=== Input data ===

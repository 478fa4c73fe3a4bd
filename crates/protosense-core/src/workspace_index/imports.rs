// Copyright 2026 James Casey
// SPDX-License-Identifier: Apache-2.0

//! Import path resolution: mapping `import "a/b.proto";` strings to
//! workspace document URIs.
//!
//! Import paths are written relative to compiler include roots, which
//! an editor does not reliably know. Resolution therefore tries
//! increasingly loose strategies against the set of open documents:
//!
//! 1. A known URI whose path ends with the import path (on a segment
//!    boundary)
//! 2. A known URI sharing the import's file name (for workspaces whose
//!    root layout does not match the import paths)
//! 3. The path joined onto the importing document's directory
//! 4. The path joined onto each configured import root

use camino::Utf8PathBuf;
use ecow::EcoString;

/// Resolves one import path against the known document set.
///
/// `uris` is the set of documents currently in the index;
/// `import_roots` are caller-configured include roots (URIs or URI
/// prefixes).
pub(super) fn resolve_import(
    import_path: &str,
    importer_uri: &str,
    uris: &[&EcoString],
    import_roots: &[EcoString],
) -> Option<EcoString> {
    // Exact suffix on a segment boundary.
    if let Some(uri) = uris.iter().find(|uri| ends_with_segments(uri, import_path)) {
        return Some((*uri).clone());
    }

    // File name only.
    let file_name = import_path.rsplit('/').next()?;
    if let Some(uri) = uris.iter().find(|uri| ends_with_segments(uri, file_name)) {
        return Some((*uri).clone());
    }

    // Relative to the importing document's directory.
    if let Some(dir) = parent_of(importer_uri) {
        let joined = join_normalized(dir, import_path);
        if let Some(uri) = uris.iter().find(|uri| uri.as_str() == joined) {
            return Some((*uri).clone());
        }
    }

    // Configured import roots.
    for root in import_roots {
        let joined = join_normalized(root, import_path);
        if let Some(uri) = uris.iter().find(|uri| uri.as_str() == joined) {
            return Some((*uri).clone());
        }
    }
    None
}

/// Returns `true` if `uri` ends with `suffix` on a `/` boundary.
fn ends_with_segments(uri: &str, suffix: &str) -> bool {
    uri.strip_suffix(suffix)
        .is_some_and(|rest| rest.is_empty() || rest.ends_with('/'))
}

/// The URI of the directory containing `uri` (everything before the
/// last `/`).
fn parent_of(uri: &str) -> Option<&str> {
    uri.rfind('/').map(|i| &uri[..i])
}

/// Joins `path` onto `base` and normalizes `.` and `..` segments.
///
/// Operates on the path part only; a `scheme://` prefix passes through
/// untouched.
fn join_normalized(base: &str, path: &str) -> String {
    let (scheme, base_path) = match base.find("://") {
        Some(i) => (&base[..i + 3], &base[i + 3..]),
        None => ("", base),
    };
    let root = if base_path.starts_with('/') { "/" } else { "" };

    let mut normalized = Utf8PathBuf::new();
    for segment in base_path.split('/').chain(path.split('/')) {
        match segment {
            "" | "." => {}
            ".." => {
                normalized.pop();
            }
            _ => normalized.push(segment),
        }
    }
    format!("{scheme}{root}{normalized}")
}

===

Exercise instructions:
Up to and including the line with "each configured import root", please return the records exactly, beginning from their first line.

Result:
repository 478fa4c73fe3a4bd
filename crates/protosense-core/src/workspace_index/imports.rs
// Copyright 2026 James Casey
// SPDX-License-Identifier: Apache-2.0

//! Import path resolution: mapping `import "a/b.proto";` strings to
//! workspace document URIs.
//!
//! Import paths are written relative to compiler include roots, which
//! an editor does not reliably know. Resolution therefore tries
//! increasingly loose strategies against the set of open documents:
//!
//! 1. A known URI whose path ends with the import path (on a segment
//!    boundary)
//! 2. A known URI sharing the import's file name (for workspaces whose
//!    root layout does not match the import paths)
//! 3. The path joined onto the importing document's directory
//! 4. The path joined onto each configured import root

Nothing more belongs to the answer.